STEM

Carnegie Mellon AI Ups the Ante in 20-Day Poker Fest

So far, in the poker tournament being heralded as "Brains Versus Artificial Intelligence: Upping the Ante," AI has collected more chips. In 2015, the outcome was reversed; three of four human players came out on top, besting Claudico, that year's model of the Carnegie Mellon University AI poker-trained program. This year's version, named Libratus (Latin for "balanced" and "powerful"), however, appears to have a bit more power under the hood.

The outcome isn't just for the sake of science. This kind of AI could come in handy in situations where important decisions need to be made with incomplete and misleading information.

The event in which Libratus is being tested is a 20-day set of poker games — potentially, 120,000 hands in total — against four of the world's best poker players. The goal is to figure out how well a machine can be trained "to make extremely complicated decisions based on incomplete information while contending with bluffs, slow play and other ploys," said Tuomas Sandholm, professor of computer science, in an article about the endeavor. Sandholm and Ph.D. student Noam Brown are developing the algorithm that computes the playing strategy.

The game being played is Heads-Up No-Limit Texas Hold 'em, considered one of the world's toughest. The challenges for the computer program are many. First, there are, according to the experts, 10160 information sets or possible paths of play as perceived by the player whose turn it is. Second, the AI must make decisions without knowing all the cards in play while also trying to sniff out human bluffing.

The pros are vying for their share of a $200,000 prize purse, whereas the prof is vying to set a new benchmark for AI.

"Since the earliest days of AI research, beating top human players has been a powerful measure of progress in the field," noted Sandholm. That was the case with chess in 1997, "Jeopardy!" in 2009 and Go last year, he said.

The 2015 competition used a program built from two to three million hours of supercomputing computation. In comparison, Libratus has used around 15 million core hours and will continue racking them up throughout the tournament.

Although Claudico collected fewer chips than three of the pros that year, the research team decided that the 80,000 poker hands it played weren't sufficient to absolutely determine with statistical significance the "superiority" of human or computer. Therefore, the latest match increased the number of hands by half as much.

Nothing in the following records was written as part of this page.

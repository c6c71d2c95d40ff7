#![allow(dead_code)]

use async_trait::async_trait;
use chrono::{DateTime, TimeZone, Utc};
use parking_lot::Mutex;
use std::collections::{BTreeMap, HashMap};
use std::sync::atomic::{AtomicUsize, Ordering};
use std::sync::Arc;
use std::time::Duration;

use rusty_archive_access::archiver::error::{ArchiverError, Result};
use rusty_archive_access::archiver::types::{Meta, WirePoint, WireValue};
use rusty_archive_access::archiver::{
    ArchiveAccess, ArchiveConfig, ArchiverEndpoint, ArchiverTransport, MergePolicy, PvCoverage,
    PvDataResponse, SampleRequest,
};

pub const BASE: i64 = 1_700_000_000;

pub fn ts(offset: i64) -> DateTime<Utc> {
    Utc.timestamp_opt(BASE + offset, 0).unwrap()
}

pub fn endpoint(name: &str) -> ArchiverEndpoint {
    ArchiverEndpoint::new(name, format!("http://{}.invalid/retrieval", name))
}

pub fn config(names: &[&str], policy: MergePolicy) -> ArchiveConfig {
    ArchiveConfig::default()
        .with_archivers(names.iter().map(|n| endpoint(n)).collect())
        .with_merge_policy(policy)
        .with_retry_backoff(Duration::from_millis(1))
}

#[derive(Default)]
struct Archive {
    pvs: BTreeMap<String, Vec<WirePoint>>,
    down: bool,
    discovery_down: bool,
    discovery_panics: bool,
    failing_fetches: u32,
    discovery_delay: Duration,
    fetch_delay: Duration,
    discovery_calls: usize,
    fetch_calls: usize,
}

/// In-memory archivers with scripted failures and delays. Counts requests
/// per archiver and the peak number of requests running at once.
#[derive(Default)]
pub struct FakeTransport {
    archives: Mutex<HashMap<String, Archive>>,
    running: AtomicUsize,
    peak: AtomicUsize,
}

impl FakeTransport {
    pub fn new() -> Arc<Self> {
        Arc::new(Self::default())
    }

    /// Adds `pv` to `archiver` with `(offset_secs, value)` samples.
    pub fn add_pv(&self, archiver: &str, pv: &str, samples: &[(i64, f64)]) {
        let points = samples
            .iter()
            .map(|&(offset, value)| WirePoint {
                secs: BASE + offset,
                nanos: Some(0),
                val: WireValue::Double(value),
                severity: Some(0),
                status: Some(0),
            })
            .collect();
        self.archives
            .lock()
            .entry(archiver.to_string())
            .or_default()
            .pvs
            .insert(pv.to_string(), points);
    }

    /// Every request to `archiver` fails with a transient error.
    pub fn set_down(&self, archiver: &str, down: bool) {
        self.archives.lock().entry(archiver.to_string()).or_default().down = down;
    }

    /// Only discovery fails; data requests still succeed.
    pub fn set_discovery_down(&self, archiver: &str, down: bool) {
        self.archives
            .lock()
            .entry(archiver.to_string())
            .or_default()
            .discovery_down = down;
    }

    /// Discovery on `archiver` panics instead of answering.
    pub fn set_discovery_panic(&self, archiver: &str, panics: bool) {
        self.archives
            .lock()
            .entry(archiver.to_string())
            .or_default()
            .discovery_panics = panics;
    }

    pub fn fail_next_fetches(&self, archiver: &str, count: u32) {
        self.archives
            .lock()
            .entry(archiver.to_string())
            .or_default()
            .failing_fetches = count;
    }

    pub fn set_discovery_delay(&self, archiver: &str, delay: Duration) {
        self.archives
            .lock()
            .entry(archiver.to_string())
            .or_default()
            .discovery_delay = delay;
    }

    pub fn set_fetch_delay(&self, archiver: &str, delay: Duration) {
        self.archives
            .lock()
            .entry(archiver.to_string())
            .or_default()
            .fetch_delay = delay;
    }

    pub fn discovery_calls(&self, archiver: &str) -> usize {
        self.archives
            .lock()
            .get(archiver)
            .map_or(0, |a| a.discovery_calls)
    }

    pub fn fetch_calls(&self, archiver: &str) -> usize {
        self.archives.lock().get(archiver).map_or(0, |a| a.fetch_calls)
    }

    pub fn total_fetch_calls(&self) -> usize {
        self.archives.lock().values().map(|a| a.fetch_calls).sum()
    }

    pub fn peak_in_flight(&self) -> usize {
        self.peak.load(Ordering::SeqCst)
    }

    async fn occupy(&self, delay: Duration) {
        let now = self.running.fetch_add(1, Ordering::SeqCst) + 1;
        self.peak.fetch_max(now, Ordering::SeqCst);
        if !delay.is_zero() {
            tokio::time::sleep(delay).await;
        } else {
            tokio::task::yield_now().await;
        }
        self.running.fetch_sub(1, Ordering::SeqCst);
    }
}

#[async_trait]
impl ArchiverTransport for FakeTransport {
    async fn list_pvs(&self, archiver: &ArchiverEndpoint) -> Result<Vec<PvCoverage>> {
        let (delay, failing, panics) = {
            let mut archives = self.archives.lock();
            let archive = archives.entry(archiver.name.clone()).or_default();
            archive.discovery_calls += 1;
            (
                archive.discovery_delay,
                archive.down || archive.discovery_down,
                archive.discovery_panics,
            )
        };
        if panics {
            panic!("discovery on {} blew up", archiver.name);
        }
        self.occupy(delay).await;

        if failing {
            return Err(ArchiverError::transient(&archiver.id(), "connection refused"));
        }
        let archives = self.archives.lock();
        let names = archives
            .get(&archiver.name)
            .map(|a| a.pvs.keys().cloned().map(PvCoverage::named).collect())
            .unwrap_or_default();
        Ok(names)
    }

    async fn fetch_samples(
        &self,
        archiver: &ArchiverEndpoint,
        request: &SampleRequest,
    ) -> Result<PvDataResponse> {
        let (delay, failing) = {
            let mut archives = self.archives.lock();
            let archive = archives.entry(archiver.name.clone()).or_default();
            archive.fetch_calls += 1;
            let failing = archive.down || archive.failing_fetches > 0;
            archive.failing_fetches = archive.failing_fetches.saturating_sub(1);
            (archive.fetch_delay, failing)
        };
        self.occupy(delay).await;

        if failing {
            return Err(ArchiverError::transient(&archiver.id(), "503 service unavailable"));
        }
        let archives = self.archives.lock();
        let data = archives
            .get(&archiver.name)
            .and_then(|a| a.pvs.get(&request.pv))
            .cloned()
            .ok_or_else(|| ArchiverError::PvAbsent {
                archiver: archiver.id(),
                pv: request.pv.clone(),
            })?;
        Ok(PvDataResponse {
            meta: Meta {
                name: request.pv.clone(),
                ..Meta::default()
            },
            data,
        })
    }
}

pub fn access(transport: &Arc<FakeTransport>, config: ArchiveConfig) -> Arc<ArchiveAccess> {
    ArchiveAccess::init(config, transport.clone()).unwrap()
}
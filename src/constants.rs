use std::time::Duration;

// Environment variables
pub const ENV_ARCHIVE_LIST: &str = "QE_ARCHIVE_LIST";
pub const ENV_RETRY_COUNT: &str = "QE_ARCHIVE_RETRY_COUNT";
pub const ENV_MERGE_POLICY: &str = "QE_ARCHIVE_MERGE";
pub const ENV_GAP_SECS: &str = "QE_ARCHIVE_GAP_SECS";
pub const ENV_MAX_CONCURRENT: &str = "QE_ARCHIVE_MAX_CONCURRENT";

// Archiver Appliance endpoints, relative to the configured archiver URL
pub const DISCOVERY_PATH: &str = "bpl/getAllPVs";
pub const DATA_PATH: &str = "data/getData.json";

// Default configuration
pub const DEFAULT_BASE_URL: &str = "http://lcls-archapp.slac.stanford.edu/retrieval";
pub const DEFAULT_TIMEOUT: Duration = Duration::from_secs(30);
pub const DEFAULT_RETRY_COUNT: u32 = 1;
pub const DEFAULT_RETRY_BACKOFF: Duration = Duration::from_millis(250);
pub const MAX_RETRY_BACKOFF: Duration = Duration::from_secs(5);
pub const DEFAULT_MAX_CONCURRENT: usize = 8;

// Event bus and metrics
pub const EVENT_CHANNEL_CAPACITY: usize = 256;
pub const LATENCY_WINDOW: Duration = Duration::from_secs(300);
pub const MAX_LATENCY_SAMPLES: usize = 4096;

// Validation limits
pub const MAX_PV_NAME_LEN: usize = 255;

/// Display/export timestamp layout: `dd/MMM/yyyy HH:mm:ss`.
pub const TEXT_TIMESTAMP_FORMAT: &str = "%d/%b/%Y %H:%M:%S";

// Version information
pub const VERSION: &str = env!("CARGO_PKG_VERSION");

"I'm very excited to see what this latest AI is like," said Jason Les, a professional poker player based in Costa Mesa, CA. "I thought Claudico was tough to play; knowing the resources and the ideas that Dr. Sandholm and his team have had available in the 20 months since the first contest, I assume this AI will be even more challenging."

On the other hand, the humans haven't been sitting still either. The pros, explained Les, have "embraced publicly available game theory tools that have elevated game play."

The program's algorithm, which was written from scratch, uses new technology to sort out what game theorists call a "Nash equilibrium." That's a scenario in which neither player in a pair will benefit from changing strategy so long as the other player's strategy remains the same.

Libratus exploits a faster equilibrium-finding method that identifies certain paths for playing a hand as not promising and then, over time, begins to ignore them.

"We found that this is not just faster, but that the answer is better," Sandholm said.

Also, during the last tournament, the professional players figured out some obvious bluffs Claudico churned through, which they were able to take advantage of in their own play. This time, the researchers will perform some live computations using a new approach and algorithm to try to influence the endgame.

Refining AI through this kind of open-ended, nuanced game play has practical application in realms such as cybersecurity, military scenarios and medicine.

"Extending AI to real-world decision-making, where details are unknown and adversaries are actively revising their strategies, is fundamentally harder than games with perfect information or question-answering systems," said Nick Nystrom, senior director of research at thePittsburgh Supercomputing Center, where the computation has taken place. "This is where it really gets interesting."

Andrew Moore, dean of the university's School of Computer Science suggested future applications for AI might result in such things as smartphone apps that a user could pull up to handle negotiations for buying a new car. "A lot of people throughout the AI community are watching this event carefully," he said.

The gaming is taking place in Pittsburgh's Rivers Casino, where the public can watch the action. It's also being live-streamed on Twitch, a social video platform for gamers. (Scroll down in the menu of live feeds and look for the "Libratus VS..." games.) Play runs between 11 a.m. and 7 p.m. Eastern time.